* WHAT THE TASK ASKS:
Find the lines in the records that carry the word "backed". Copy each one.

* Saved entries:
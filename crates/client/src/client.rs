//! `PlurkClient` — one application's handle on the API.

use std::sync::Arc;
use std::time::Duration;

use plurk_domain::config::{ClientConfig, ConfigSeverity};
use plurk_domain::error::{Error, Result};
use plurk_domain::response::ApiResult;
use plurk_domain::token::TokenPair;
use serde_json::Value;

use crate::auth::AuthFlow;
use crate::comet::{Bootstrapped, CometClient, CometPoll, CometSession};
use crate::dispatch::Dispatcher;
use crate::endpoint::Endpoint;
use crate::signer::{OAuthSigner, Params, ReqwestSigner};
use crate::transport::{CometTransport, ReqwestCometTransport};

/// Facade over the dispatcher, comet channel and authorization flow.
///
/// Cheap to clone; clones share the underlying HTTP clients.
#[derive(Clone)]
pub struct PlurkClient {
    dispatcher: Dispatcher,
    comet: CometClient,
    auth: AuthFlow,
}

impl PlurkClient {
    /// Build a client with the reqwest-backed signer and comet transport.
    pub fn new(cfg: ClientConfig) -> Result<Self> {
        let signer = Arc::new(ReqwestSigner::new(&cfg)?);
        let comet = Arc::new(ReqwestCometTransport::new(&cfg.comet)?);
        Self::with_transports(cfg, signer, comet)
    }

    /// Build a client over caller-supplied signer and comet transport.
    pub fn with_transports(
        cfg: ClientConfig,
        signer: Arc<dyn OAuthSigner>,
        comet: Arc<dyn CometTransport>,
    ) -> Result<Self> {
        let issues = cfg.validate();
        let errors: Vec<String> = issues
            .iter()
            .filter(|i| i.severity == ConfigSeverity::Error)
            .map(ToString::to_string)
            .collect();
        if !errors.is_empty() {
            return Err(Error::Config(errors.join("; ")));
        }

        if !cfg.use_tls {
            tracing::warn!(
                "HTTP for the Plurk API is deprecated; Plurk enforces HTTPS"
            );
        }

        let endpoint = Endpoint::new(&cfg.base_url);
        let dispatcher = Dispatcher::new(endpoint.clone(), signer.clone(), cfg.default_token());
        let comet = CometClient::new(
            dispatcher.clone(),
            comet,
            Duration::from_millis(cfg.comet.inactivity_timeout_ms),
        );
        let auth = AuthFlow::new(endpoint, signer);

        Ok(Self {
            dispatcher,
            comet,
            auth,
        })
    }

    pub fn endpoint(&self) -> &Endpoint {
        self.dispatcher.endpoint()
    }

    /// Resolve an API path to its absolute URL.
    pub fn join(&self, path: &str) -> String {
        self.dispatcher.endpoint().resolve(path)
    }

    // ── API calls ───────────────────────────────────────────────────

    /// Call an API path with the given token, or the configured default.
    pub async fn rq(
        &self,
        path: &str,
        params: Option<&Params>,
        token: Option<&TokenPair>,
    ) -> ApiResult<Value> {
        self.dispatcher.rq(path, params, token).await
    }

    /// Call an API path as an explicit identity.
    pub async fn post(
        &self,
        path: &str,
        token: &TokenPair,
        params: Option<&Params>,
    ) -> ApiResult<Value> {
        self.dispatcher.post(path, token, params).await
    }

    // ── comet ───────────────────────────────────────────────────────

    pub async fn start_comet(&self, token: Option<&TokenPair>) -> ApiResult<Bootstrapped> {
        self.comet.start_comet(token).await
    }

    pub async fn comet(&self, channel_url: &str) -> ApiResult<CometPoll> {
        self.comet.comet(channel_url).await
    }

    /// A new, unbootstrapped comet session for `token` (or the default).
    pub fn comet_session(&self, token: Option<TokenPair>) -> CometSession {
        CometSession::new(self.comet.clone(), token)
    }

    // ── authorization ───────────────────────────────────────────────

    pub fn authorize_url(&self, request_token: &str) -> String {
        self.auth.authorize_url(request_token)
    }

    pub fn authorize_url_mobile(&self, request_token: &str) -> String {
        self.auth.authorize_url_mobile(request_token)
    }

    pub async fn request_token(&self, callback: Option<&str>) -> Result<TokenPair> {
        self.auth.request_token(callback).await
    }

    pub async fn access_token(&self, request_token: &TokenPair, verifier: &str) -> Result<TokenPair> {
        self.auth.access_token(request_token, verifier).await
    }

    /// Alias of [`authorize_url`](Self::authorize_url).
    pub fn auth_page(&self, request_token: &str) -> String {
        self.authorize_url(request_token)
    }

    /// Alias of [`authorize_url_mobile`](Self::authorize_url_mobile).
    pub fn auth_page_mobile(&self, request_token: &str) -> String {
        self.authorize_url_mobile(request_token)
    }

    /// Alias of [`request_token`](Self::request_token).
    pub async fn get_request_token(&self, callback: Option<&str>) -> Result<TokenPair> {
        self.request_token(callback).await
    }

    /// Alias of [`access_token`](Self::access_token).
    pub async fn get_access_token(
        &self,
        request_token: &TokenPair,
        verifier: &str,
    ) -> Result<TokenPair> {
        self.access_token(request_token, verifier).await
    }
}
//! `plurk-client` — Plurk API client.
//!
//! Provides signed (OAuth 1.0a) API dispatch, the comet long-polling
//! channel, and helpers for the three-legged authorization flow.
//!
//! # Quick start
//!
//! ```rust,no_run
//! use plurk_client::PlurkClient;
//! use plurk_domain::config::ClientConfig;
//!
//! # async fn example() -> Result<(), Box<dyn std::error::Error>> {
//! let cfg = ClientConfig::new("consumer-key", "consumer-secret")
//!     .with_access_token("access-token", "access-secret");
//! let client = PlurkClient::new(cfg)?;
//!
//! let me = client.rq("Users/me", None, None).await?;
//! println!("hello {}", me["display_name"]);
//!
//! let mut session = client.comet_session(None);
//! session.bootstrap().await?;
//! loop {
//!     match session.poll().await {
//!         Ok(poll) => println!("events: {}", poll.data["data"]),
//!         Err(failure) => eprintln!("poll failed: {failure}"),
//!     }
//! }
//! # }
//! ```
//!
//! Every call returns `Result<T, Failure>`; a [`Failure`] names one error
//! and may carry partial data (for example the decoded JSON of an HTTP 500
//! body).

pub mod auth;
pub mod client;
pub mod comet;
pub mod dispatch;
pub mod endpoint;
pub mod envelope;
pub mod signer;
pub mod transport;

#[cfg(test)]
mod test_support;

// ── Re-exports for ergonomic imports ─────────────────────────────────

pub use auth::AuthFlow;
pub use client::PlurkClient;
pub use comet::{Bootstrapped, CometChannel, CometClient, CometPoll, CometSession, CometState};
pub use dispatch::Dispatcher;
pub use endpoint::Endpoint;
pub use signer::{OAuthSigner, Params, ReqwestSigner, SignedResponse};
pub use transport::{from_reqwest, CometBody, CometTransport, ReqwestCometTransport};

pub use plurk_domain::{ApiResult, Error, ErrorKind, Failure, Payload, TokenPair};
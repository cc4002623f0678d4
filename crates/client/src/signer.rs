//! OAuth 1.0a signing capability.
//!
//! [`OAuthSigner`] is the seam between the dispatcher and whatever signs and
//! sends requests. [`ReqwestSigner`] is the production implementation: it
//! signs with HMAC-SHA1 via `reqwest-oauth1` and sends with a pooled
//! `reqwest::Client`.

use std::collections::HashMap;
use std::time::Duration;

use async_trait::async_trait;
use plurk_domain::config::ClientConfig;
use plurk_domain::error::{Error, Result};
use plurk_domain::token::TokenPair;
use reqwest::Client;
use reqwest_oauth1::{OAuthClientProvider, Secrets};

use crate::transport::from_reqwest;

/// Form parameters of a signed API call.
pub type Params = HashMap<String, String>;

/// Status and raw body of a signed request.
#[derive(Debug, Clone, PartialEq, Eq)]
pub struct SignedResponse {
    pub status: u16,
    pub body: String,
}

impl SignedResponse {
    pub fn is_success(&self) -> bool {
        (200..=299).contains(&self.status)
    }
}

/// Signs and sends OAuth 1.0a requests on behalf of one consumer.
#[async_trait]
pub trait OAuthSigner: Send + Sync {
    /// Send a signed, form-encoded POST. `token = None` signs with the
    /// consumer credentials only.
    async fn signed_post(
        &self,
        url: &str,
        token: Option<&TokenPair>,
        params: Option<&Params>,
    ) -> Result<SignedResponse>;

    /// Obtain temporary credentials (a request token).
    async fn request_token(&self, url: &str, callback: Option<&str>) -> Result<TokenPair>;

    /// Exchange an authorized request token and its verifier for an access
    /// token.
    async fn access_token(
        &self,
        url: &str,
        request_token: &TokenPair,
        verifier: &str,
    ) -> Result<TokenPair>;
}

// ━━━━━━━━━━━━━━━━━━━━━━━━━━━━━━━━━━━━━━━━━━━━━━━━━━━━━━━━━━━━━━━━━━
// reqwest-backed signer
// ━━━━━━━━━━━━━━━━━━━━━━━━━━━━━━━━━━━━━━━━━━━━━━━━━━━━━━━━━━━━━━━━━━

/// HMAC-SHA1 signer over a shared `reqwest::Client`.
///
/// The request timeout is enforced around each exchange (send and body
/// read) so an elapsed bound always surfaces as `Error::Timeout`.
#[derive(Clone)]
pub struct ReqwestSigner {
    http: Client,
    consumer_key: String,
    consumer_secret: String,
    timeout: Duration,
}

impl std::fmt::Debug for ReqwestSigner {
    fn fmt(&self, f: &mut std::fmt::Formatter<'_>) -> std::fmt::Result {
        f.debug_struct("ReqwestSigner")
            .field("consumer_key", &self.consumer_key)
            .field("consumer_secret", &"[REDACTED]")
            .field("timeout", &self.timeout)
            .finish()
    }
}

impl ReqwestSigner {
    pub fn new(cfg: &ClientConfig) -> Result<Self> {
        let http = Client::builder()
            .build()
            .map_err(|e| Error::Config(format!("HTTP client build failed: {e}")))?;

        Ok(Self {
            http,
            consumer_key: cfg.consumer_key.clone(),
            consumer_secret: cfg.consumer_secret.clone(),
            timeout: Duration::from_millis(cfg.request_timeout_ms),
        })
    }

    fn secrets<'a>(&'a self, token: Option<&'a TokenPair>) -> Secrets<'a> {
        let secrets = Secrets::new(self.consumer_key.as_str(), self.consumer_secret.as_str());
        match token {
            Some(t) => secrets.token(t.token.as_str(), t.secret.as_str()),
            None => secrets,
        }
    }

    /// Sign and send a form-encoded POST, returning status and raw body.
    async fn exchange(
        &self,
        url: &str,
        token: Option<&TokenPair>,
        form: Vec<(&str, &str)>,
    ) -> Result<SignedResponse> {
        let mut rb = self.http.clone().oauth1(self.secrets(token)).post(url);
        if !form.is_empty() {
            rb = rb.form(&form);
        }

        let timed_out = || {
            Error::Timeout(format!(
                "{url}: no response within {}ms",
                self.timeout.as_millis()
            ))
        };

        let resp = tokio::time::timeout(self.timeout, rb.send())
            .await
            .map_err(|_| timed_out())?
            .map_err(|e| Error::Transport(e.to_string()))?;
        let status = resp.status().as_u16();
        let body = tokio::time::timeout(self.timeout, resp.text())
            .await
            .map_err(|_| timed_out())?
            .map_err(from_reqwest)?;

        Ok(SignedResponse { status, body })
    }

    /// Run one leg of the token handshake and read the returned pair.
    async fn token_exchange(
        &self,
        step: &str,
        url: &str,
        token: Option<&TokenPair>,
        form: Vec<(&str, &str)>,
    ) -> Result<TokenPair> {
        let resp = self.exchange(url, token, form).await?;
        if !resp.is_success() {
            return Err(Error::Auth(format!(
                "{step} returned {}: {}",
                resp.status, resp.body
            )));
        }
        parse_token_response(&resp.body).map_err(|e| match e {
            Error::Auth(msg) => Error::Auth(format!("{step}: {msg}")),
            other => other,
        })
    }
}

#[async_trait]
impl OAuthSigner for ReqwestSigner {
    async fn signed_post(
        &self,
        url: &str,
        token: Option<&TokenPair>,
        params: Option<&Params>,
    ) -> Result<SignedResponse> {
        let form: Vec<(&str, &str)> = params
            .map(|p| p.iter().map(|(k, v)| (k.as_str(), v.as_str())).collect())
            .unwrap_or_default();
        self.exchange(url, token, form).await
    }

    async fn request_token(&self, url: &str, callback: Option<&str>) -> Result<TokenPair> {
        let callback = callback.unwrap_or("oob");
        self.token_exchange("request token", url, None, vec![("oauth_callback", callback)])
            .await
    }

    async fn access_token(
        &self,
        url: &str,
        request_token: &TokenPair,
        verifier: &str,
    ) -> Result<TokenPair> {
        self.token_exchange(
            "access token",
            url,
            Some(request_token),
            vec![("oauth_verifier", verifier)],
        )
        .await
    }
}

/// Read `oauth_token` / `oauth_token_secret` from a form-encoded token
/// response.
pub fn parse_token_response(body: &str) -> Result<TokenPair> {
    let mut token = None;
    let mut secret = None;
    for (key, value) in url::form_urlencoded::parse(body.trim().as_bytes()) {
        match key.as_ref() {
            "oauth_token" => token = Some(value.into_owned()),
            "oauth_token_secret" => secret = Some(value.into_owned()),
            _ => {}
        }
    }

    match (token, secret) {
        (Some(token), Some(secret)) if !token.is_empty() => Ok(TokenPair::new(token, secret)),
        _ => Err(Error::Auth(format!(
            "token response lacks oauth_token/oauth_token_secret: {body}"
        ))),
    }
}
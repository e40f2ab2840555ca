//! Tracing and error-report setup

use tracing_subscriber::{prelude::*, EnvFilter};

use crate::config::Environment;

/// Install color-eyre before any fallible operation runs.
///
/// Shows file:line where errors occur and hides environment variables.
/// Safe to call multiple times.
pub fn install_color_eyre() {
    let _ = color_eyre::config::HookBuilder::default()
        .display_location_section(true)
        .display_env_section(false)
        .install();
}

/// Initialize tracing with environment-aware formatting.
///
/// Production (`APP_ENV=production`) logs JSON for aggregation; development
/// logs pretty-printed. `RUST_LOG` overrides the level either way. The
/// ErrorLayer captures span traces so failures show their execution path.
pub fn init_tracing(environment: &Environment) {
    let filter = EnvFilter::try_from_default_env().unwrap_or_else(|_| {
        if environment.is_production() {
            EnvFilter::new("info")
        } else {
            EnvFilter::new("debug")
        }
    });

    let result = if environment.is_production() {
        tracing_subscriber::registry()
            .with(
                tracing_subscriber::fmt::layer()
                    .json()
                    .with_target(false)
                    .flatten_event(true),
            )
            .with(tracing_error::ErrorLayer::default())
            .with(filter)
            .try_init()
    } else {
        tracing_subscriber::registry()
            .with(
                tracing_subscriber::fmt::layer()
                    .with_target(false)
                    .with_file(false)
                    .with_line_number(false),
            )
            .with(tracing_error::ErrorLayer::default())
            .with(filter)
            .try_init()
    };

    if result.is_err() {
        // already initialized, common in tests
        tracing::debug!("Tracing already initialized, skipping re-initialization");
    }
}
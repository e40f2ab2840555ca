//! Catalog Domain
//!
//! Client-side domain for a product catalog managed over a REST backend:
//! draft validation, in-memory filtering, and the four collection
//! operations (list, create, update, delete) plus point lookup.
//!
//! # Architecture
//!
//! ```text
//! ┌─────────────┐
//! │    View     │  ← catalog + filtered view + form state
//! └──────┬──────┘
//!        │
//! ┌──────▼──────┐
//! │   Service   │  ← validation gate, orchestration
//! └──────┬──────┘
//!        │
//! ┌──────▼──────┐
//! │   Client    │  ← remote API (trait + reqwest implementation)
//! └──────┬──────┘
//!        │
//! ┌──────▼──────┐
//! │   Models    │  ← entities, drafts, filters
//! └─────────────┘
//! ```
//!
//! The validation and filter engines are pure and never touch the network,
//! so they are testable without any backend. The presentation layer loads
//! the catalog once and narrows it locally.
//!
//! # Usage
//!
//! ```rust,no_run
//! use domain_catalog::{CatalogService, CatalogView, ProductFilter, RestCatalogClient};
//!
//! # async fn example() -> Result<(), Box<dyn std::error::Error>> {
//! let client = RestCatalogClient::new("http://localhost:8080/api");
//! let service = CatalogService::new(client);
//!
//! let mut view = CatalogView::new();
//! view.set_catalog(service.load_catalog().await?);
//! view.apply_filter(ProductFilter {
//!     min_price: Some(8.0),
//!     ..Default::default()
//! });
//! for product in view.products() {
//!     println!("{} — {}", product.name, product.display_price());
//! }
//! # Ok(())
//! # }
//! ```

pub mod client;
pub mod error;
pub mod filter;
pub mod models;
pub mod rest;
pub mod service;
pub mod validate;
pub mod view;

// Re-export commonly used types
pub use client::CatalogApi;
pub use error::{CatalogError, CatalogResult};
pub use models::{
    AvailabilityFilter, DeleteReceipt, DraftProduct, Product, ProductFilter, ProductInput,
};
pub use rest::{RestCatalogClient, DEFAULT_BASE_URL};
pub use service::CatalogService;
pub use validate::{fields, validate_draft, FieldErrors};
pub use view::{CatalogView, ProductForm};
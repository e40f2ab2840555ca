//! Filter engine for the in-memory catalog
//!
//! The catalog is fetched once and narrowed locally; nothing here touches
//! the network. All active criteria combine with AND and narrowing order
//! does not change the result.

use crate::models::{Product, ProductFilter};

impl ProductFilter {
    /// Active category query, if any. Blank or whitespace-only input means
    /// the category criterion is off.
    fn category_query(&self) -> Option<&str> {
        self.category
            .as_deref()
            .map(str::trim)
            .filter(|c| !c.is_empty())
    }

    /// Whether a single product satisfies every active criterion
    pub fn matches(&self, product: &Product) -> bool {
        if let Some(min) = self.min_price {
            if product.price < min {
                return false;
            }
        }
        if let Some(max) = self.max_price {
            if product.price > max {
                return false;
            }
        }
        if let Some(query) = self.category_query() {
            if !product
                .category
                .to_lowercase()
                .contains(&query.to_lowercase())
            {
                return false;
            }
        }
        self.availability.matches(product.available)
    }

    /// Narrow the catalog to the products matching every active criterion.
    ///
    /// Sequential narrowing: each active predicate is applied in turn over
    /// the previous subset. Input order is preserved.
    pub fn apply(&self, catalog: &[Product]) -> Vec<Product> {
        let mut filtered: Vec<Product> = catalog.to_vec();

        if let Some(min) = self.min_price {
            filtered.retain(|p| p.price >= min);
        }
        if let Some(max) = self.max_price {
            filtered.retain(|p| p.price <= max);
        }
        if let Some(query) = self.category_query() {
            let query = query.to_lowercase();
            filtered.retain(|p| p.category.to_lowercase().contains(&query));
        }
        filtered.retain(|p| self.availability.matches(p.available));

        filtered
    }
}

#[cfg(test)]
mod tests {
    use super::*;
    use crate::models::AvailabilityFilter;
    use uuid::Uuid;

    fn product(name: &str, price: f64, category: &str, available: bool) -> Product {
        Product {
            id: Uuid::new_v4(),
            name: name.to_string(),
            price,
            category: category.to_string(),
            description: String::new(),
            available,
        }
    }

    fn catalog() -> Vec<Product> {
        vec![
            product("Apple", 5.0, "Fruit", true),
            product("Orange Juice", 10.0, "fruit juice", true),
            product("Hammer", 15.0, "Tools", false),
        ]
    }

    #[test]
    fn default_filter_returns_catalog_unchanged() {
        let catalog = catalog();
        let filtered = ProductFilter::default().apply(&catalog);
        assert_eq!(filtered, catalog);
    }

    #[test]
    fn min_price_zero_returns_full_collection_in_order() {
        let catalog = catalog();
        let filter = ProductFilter {
            min_price: Some(0.0),
            ..Default::default()
        };
        assert_eq!(filter.apply(&catalog), catalog);
    }

    #[test]
    fn price_range_is_inclusive() {
        let catalog = catalog();
        let filter = ProductFilter {
            min_price: Some(8.0),
            max_price: Some(12.0),
            ..Default::default()
        };
        let filtered = filter.apply(&catalog);
        assert_eq!(filtered.len(), 1);
        assert_eq!(filtered[0].price, 10.0);

        // bounds themselves match
        let filter = ProductFilter {
            min_price: Some(5.0),
            max_price: Some(15.0),
            ..Default::default()
        };
        assert_eq!(filter.apply(&catalog).len(), 3);
    }

    #[test]
    fn category_substring_match_is_case_insensitive() {
        let catalog = catalog();
        let filter = ProductFilter {
            category: Some("fruit".to_string()),
            ..Default::default()
        };
        let filtered = filter.apply(&catalog);
        assert_eq!(filtered.len(), 2);
        assert_eq!(filtered[0].category, "Fruit");
        assert_eq!(filtered[1].category, "fruit juice");

        let filter = ProductFilter {
            category: Some("FRUIT".to_string()),
            ..Default::default()
        };
        assert_eq!(filter.apply(&catalog).len(), 2);
    }

    #[test]
    fn blank_category_is_inactive() {
        let catalog = catalog();
        for blank in ["", "   "] {
            let filter = ProductFilter {
                category: Some(blank.to_string()),
                ..Default::default()
            };
            assert_eq!(filter.apply(&catalog), catalog);
        }
    }

    #[test]
    fn availability_tri_state() {
        let catalog = catalog();

        let any = ProductFilter::default();
        assert_eq!(any.apply(&catalog).len(), 3);

        let available = ProductFilter {
            availability: AvailabilityFilter::Available,
            ..Default::default()
        };
        assert_eq!(available.apply(&catalog).len(), 2);

        let unavailable = ProductFilter {
            availability: AvailabilityFilter::Unavailable,
            ..Default::default()
        };
        let filtered = unavailable.apply(&catalog);
        assert_eq!(filtered.len(), 1);
        assert_eq!(filtered[0].name, "Hammer");
    }

    #[test]
    fn criteria_combine_with_and() {
        let catalog = catalog();
        let filter = ProductFilter {
            min_price: Some(6.0),
            category: Some("fruit".to_string()),
            availability: AvailabilityFilter::Available,
            ..Default::default()
        };
        let filtered = filter.apply(&catalog);
        assert_eq!(filtered.len(), 1);
        assert_eq!(filtered[0].name, "Orange Juice");
    }

    #[test]
    fn matches_agrees_with_apply() {
        let catalog = catalog();
        let filter = ProductFilter {
            min_price: Some(6.0),
            max_price: Some(20.0),
            category: Some("o".to_string()),
            availability: AvailabilityFilter::Unavailable,
        };
        let via_apply = filter.apply(&catalog);
        let via_matches: Vec<Product> = catalog
            .iter()
            .filter(|p| filter.matches(p))
            .cloned()
            .collect();
        assert_eq!(via_apply, via_matches);
    }
}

* SOLVED EXERCISE:
    /// Build a client with the reqwest-backed signer and comet transport.
// reqwest-backed signer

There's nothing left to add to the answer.